(Dataset entries)
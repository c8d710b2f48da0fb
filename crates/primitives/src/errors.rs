//! Errors for the primitive types.

use thiserror::Error;

/// Error while operating on a [`Coin`](crate::coin::Coin).
#[derive(Debug, Clone, PartialEq, Eq, Error)]
pub enum CoinError {
    /// The two operands carry different denominations.
    #[error("denomination mismatch: {left} vs {right}")]
    DenomMismatch {
        /// The denomination of the left-hand operand.
        left: String,
        /// The denomination of the right-hand operand.
        right: String,
    },

    /// The operation would leave the representable range.
    #[error("amount overflow")]
    Overflow,

    /// The subtraction would produce a negative amount.
    #[error("insufficient amount: {available} < {requested}")]
    Insufficient {
        /// The amount available.
        available: u128,
        /// The amount requested.
        requested: u128,
    },
}

/// Error while parsing a [`Dec`](crate::dec::Dec) from its string form.
#[derive(Debug, Clone, PartialEq, Eq, Error)]
pub enum DecParseError {
    /// The input was empty.
    #[error("empty decimal string")]
    Empty,

    /// The input contains something other than digits and a single decimal point.
    #[error("invalid decimal string: {0}")]
    InvalidFormat(String),

    /// More fractional digits than the supported precision.
    #[error("too many decimal places: {0}")]
    TooPrecise(usize),

    /// The value does not fit in 256 bits.
    #[error("decimal out of range: {0}")]
    OutOfRange(String),
}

- **WHAT YOU HAVE TO DO**
Retype the data in full, and keep every line identical to the original.

- **ANSWER FOR THE TASK**
repository c8d710b2f48da0fb
filename crates/primitives/src/errors.rs
//! Errors for the primitive types.

use thiserror::Error;

/// Error while operating on a [`Coin`](crate::coin::Coin).
#[derive(Debug, Clone, PartialEq, Eq, Error)]
pub enum CoinError {
    /// The two operands carry different denominations.
    #[error("denomination mismatch: {left} vs {right}")]
    DenomMismatch {
        /// The denomination of the left-hand operand.
        left: String,
        /// The denomination of the right-hand operand.
        right: String,
    },

    /// The operation would leave the representable range.
    #[error("amount overflow")]
    Overflow,

    /// The subtraction would produce a negative amount.
    #[error("insufficient amount: {available} < {requested}")]
    Insufficient {
        /// The amount available.
        available: u128,
        /// The amount requested.
        requested: u128,
    },
}

/// Error while parsing a [`Dec`](crate::dec::Dec) from its string form.
#[derive(Debug, Clone, PartialEq, Eq, Error)]
pub enum DecParseError {
    /// The input was empty.
    #[error("empty decimal string")]
    Empty,

    /// The input contains something other than digits and a single decimal point.
    #[error("invalid decimal string: {0}")]
    InvalidFormat(String),

    /// More fractional digits than the supported precision.
    #[error("too many decimal places: {0}")]
    TooPrecise(usize),

    /// The value does not fit in 256 bits.
    #[error("decimal out of range: {0}")]
    OutOfRange(String),
}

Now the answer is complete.